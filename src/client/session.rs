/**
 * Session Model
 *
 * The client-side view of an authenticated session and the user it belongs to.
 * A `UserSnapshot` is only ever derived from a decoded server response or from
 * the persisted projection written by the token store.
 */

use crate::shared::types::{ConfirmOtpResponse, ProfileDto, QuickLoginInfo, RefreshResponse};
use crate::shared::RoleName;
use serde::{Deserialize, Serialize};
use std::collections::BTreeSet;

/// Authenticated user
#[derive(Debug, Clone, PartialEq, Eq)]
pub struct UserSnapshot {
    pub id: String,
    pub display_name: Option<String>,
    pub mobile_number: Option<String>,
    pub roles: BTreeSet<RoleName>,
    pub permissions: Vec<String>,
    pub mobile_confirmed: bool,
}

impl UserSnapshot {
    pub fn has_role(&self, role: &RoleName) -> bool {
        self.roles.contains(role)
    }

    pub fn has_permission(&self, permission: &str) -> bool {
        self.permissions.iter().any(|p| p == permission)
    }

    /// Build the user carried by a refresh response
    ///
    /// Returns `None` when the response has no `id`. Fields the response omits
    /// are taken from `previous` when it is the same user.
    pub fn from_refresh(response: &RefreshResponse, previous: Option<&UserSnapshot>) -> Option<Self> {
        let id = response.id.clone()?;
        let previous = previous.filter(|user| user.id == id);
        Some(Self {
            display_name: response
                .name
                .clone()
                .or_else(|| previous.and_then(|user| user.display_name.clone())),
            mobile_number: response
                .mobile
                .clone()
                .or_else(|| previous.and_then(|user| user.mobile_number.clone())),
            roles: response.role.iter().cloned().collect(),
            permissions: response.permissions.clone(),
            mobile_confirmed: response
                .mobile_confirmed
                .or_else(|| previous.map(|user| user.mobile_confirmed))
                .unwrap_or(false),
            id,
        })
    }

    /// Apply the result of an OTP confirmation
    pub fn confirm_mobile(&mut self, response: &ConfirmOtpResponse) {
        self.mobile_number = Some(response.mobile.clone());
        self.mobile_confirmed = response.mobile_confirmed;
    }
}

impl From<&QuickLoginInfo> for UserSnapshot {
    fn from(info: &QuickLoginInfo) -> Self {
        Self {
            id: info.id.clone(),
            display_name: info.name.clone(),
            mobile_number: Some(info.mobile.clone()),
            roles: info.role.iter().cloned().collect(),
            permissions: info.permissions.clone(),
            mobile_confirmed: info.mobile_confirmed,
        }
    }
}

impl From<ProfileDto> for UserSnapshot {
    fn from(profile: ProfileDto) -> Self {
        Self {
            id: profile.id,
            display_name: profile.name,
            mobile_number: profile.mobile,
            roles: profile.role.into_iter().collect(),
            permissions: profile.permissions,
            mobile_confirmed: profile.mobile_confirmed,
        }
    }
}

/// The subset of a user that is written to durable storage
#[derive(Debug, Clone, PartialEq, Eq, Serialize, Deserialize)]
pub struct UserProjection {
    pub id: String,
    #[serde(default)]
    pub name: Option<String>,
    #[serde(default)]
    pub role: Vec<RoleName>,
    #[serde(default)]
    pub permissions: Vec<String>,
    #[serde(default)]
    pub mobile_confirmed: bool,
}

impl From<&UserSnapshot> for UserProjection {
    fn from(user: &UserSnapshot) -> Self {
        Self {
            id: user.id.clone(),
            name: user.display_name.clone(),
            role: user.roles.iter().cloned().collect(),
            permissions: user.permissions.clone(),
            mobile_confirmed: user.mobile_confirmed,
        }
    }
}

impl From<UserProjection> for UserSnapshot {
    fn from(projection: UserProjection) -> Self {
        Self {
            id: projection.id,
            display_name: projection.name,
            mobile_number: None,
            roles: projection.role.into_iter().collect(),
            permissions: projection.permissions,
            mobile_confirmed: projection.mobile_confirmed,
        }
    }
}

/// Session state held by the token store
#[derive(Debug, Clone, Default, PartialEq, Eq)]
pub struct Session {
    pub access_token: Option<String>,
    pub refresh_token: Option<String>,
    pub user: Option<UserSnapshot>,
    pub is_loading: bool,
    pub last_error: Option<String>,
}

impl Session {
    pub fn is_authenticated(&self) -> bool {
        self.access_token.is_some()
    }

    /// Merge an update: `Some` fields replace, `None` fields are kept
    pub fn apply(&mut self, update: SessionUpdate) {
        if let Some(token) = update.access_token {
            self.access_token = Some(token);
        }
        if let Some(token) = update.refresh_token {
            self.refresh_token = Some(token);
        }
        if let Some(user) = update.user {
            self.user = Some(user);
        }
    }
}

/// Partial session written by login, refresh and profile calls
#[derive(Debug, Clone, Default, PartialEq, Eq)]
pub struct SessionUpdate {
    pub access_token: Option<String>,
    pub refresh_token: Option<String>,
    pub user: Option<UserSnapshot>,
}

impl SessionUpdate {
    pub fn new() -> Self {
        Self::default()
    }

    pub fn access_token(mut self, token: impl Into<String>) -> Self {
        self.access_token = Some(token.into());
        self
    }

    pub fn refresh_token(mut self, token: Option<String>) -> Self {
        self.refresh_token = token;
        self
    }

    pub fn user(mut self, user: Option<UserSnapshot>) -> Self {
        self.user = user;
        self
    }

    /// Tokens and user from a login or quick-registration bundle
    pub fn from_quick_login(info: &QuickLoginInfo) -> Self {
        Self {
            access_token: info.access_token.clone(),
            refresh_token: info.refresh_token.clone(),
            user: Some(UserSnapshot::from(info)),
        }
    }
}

WORK TASK:
Tell how many lines in the entries above include the word "None", and respond with the number alone.

THE ANSWER:
3